A strong primary care system is seen as central to improving the health status of the population generally and, more particularly, to reducing health inequalities. The government has therefore given priority to implementing the Primary Health Care Strategy [5]. The strategy is complex and multi-pronged, and includes changes to both the organisation of primary health services and to the level and method of subsidising these services.
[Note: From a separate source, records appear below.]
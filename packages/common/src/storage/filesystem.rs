use std::path::PathBuf;

use async_trait::async_trait;
use tokio::fs;
use tracing::warn;

use super::error::StorageError;
use super::key::{key_from_url, object_key};
use super::kind::{BlobCategory, MediaKind};
use super::traits::{BlobStore, StoredBlob};

/// Filesystem-backed blob store.
///
/// Blobs are stored at `{base_path}/{category}/{uuid}.{ext}` and addressed as
/// `{public_url}/{category}/{uuid}.{ext}`.
pub struct FilesystemBlobStore {
    base_path: PathBuf,
    public_url: String,
    max_size: u64,
}

impl FilesystemBlobStore {
    /// Create a new filesystem blob store.
    pub async fn new(
        base_path: PathBuf,
        public_url: String,
        max_size: u64,
    ) -> Result<Self, StorageError> {
        fs::create_dir_all(&base_path).await?;
        fs::create_dir_all(base_path.join(".tmp")).await?;
        Ok(Self {
            base_path,
            public_url: public_url.trim_end_matches('/').to_string(),
            max_size,
        })
    }

    /// Filesystem path for an object key.
    fn blob_path(&self, key: &str) -> PathBuf {
        self.base_path.join(key)
    }

    /// Path for a temporary file during writes.
    fn temp_path(&self) -> PathBuf {
        self.base_path
            .join(".tmp")
            .join(uuid::Uuid::new_v4().to_string())
    }
}

#[async_trait]
impl BlobStore for FilesystemBlobStore {
    async fn upload(
        &self,
        data: &[u8],
        mime_type: &str,
        category: BlobCategory,
    ) -> Result<StoredBlob, StorageError> {
        if data.len() as u64 > self.max_size {
            return Err(StorageError::SizeLimitExceeded {
                actual: data.len() as u64,
                limit: self.max_size,
            });
        }

        let key = object_key(category, mime_type);
        let blob_path = self.blob_path(&key);

        let temp_path = self.temp_path();
        if let Err(e) = fs::write(&temp_path, data).await {
            let _ = fs::remove_file(&temp_path).await;
            return Err(e.into());
        }

        if let Some(parent) = blob_path.parent() {
            fs::create_dir_all(parent).await?;
        }

        if let Err(e) = fs::rename(&temp_path, &blob_path).await {
            let _ = fs::remove_file(&temp_path).await;
            return Err(e.into());
        }

        Ok(StoredBlob {
            url: format!("{}/{}", self.public_url, key),
            kind: MediaKind::from_mime(mime_type),
        })
    }

    async fn delete(&self, url: &str) -> Result<bool, StorageError> {
        let Some(key) = key_from_url(&self.public_url, url) else {
            warn!(url, "Ignoring delete for a URL outside this blob store");
            return Ok(false);
        };

        match fs::remove_file(self.blob_path(key)).await {
            Ok(()) => Ok(true),
            Err(e) if e.kind() == std::io::ErrorKind::NotFound => Ok(false),
            Err(e) => Err(e.into()),
        }
    }
}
As in 1993, the fundamental method of financing health care through general taxation has remained unchanged during this latest round of reform. While the share of public spending in total health expenditure declined from a high of 88.1% in 1981/82 to 76.6% in 1992/93, it has since remained fairly stable at around 77% of total health expenditure [6, 7]. However, after increasing steadily from 2.8% of total health expenditure in 1989/90 to 6.8% in 1996/97, the share of private health insurance in total funding subsequently declined to 5.7% in 2001/02 following a series of rises in premiums [6, 8]. The lack of growth in membership of private health insurance, together with the subsidisation of private insurance in Australia, has encouraged the health insurance industry to lobby the government for a greater role for private insurance in financing the health system.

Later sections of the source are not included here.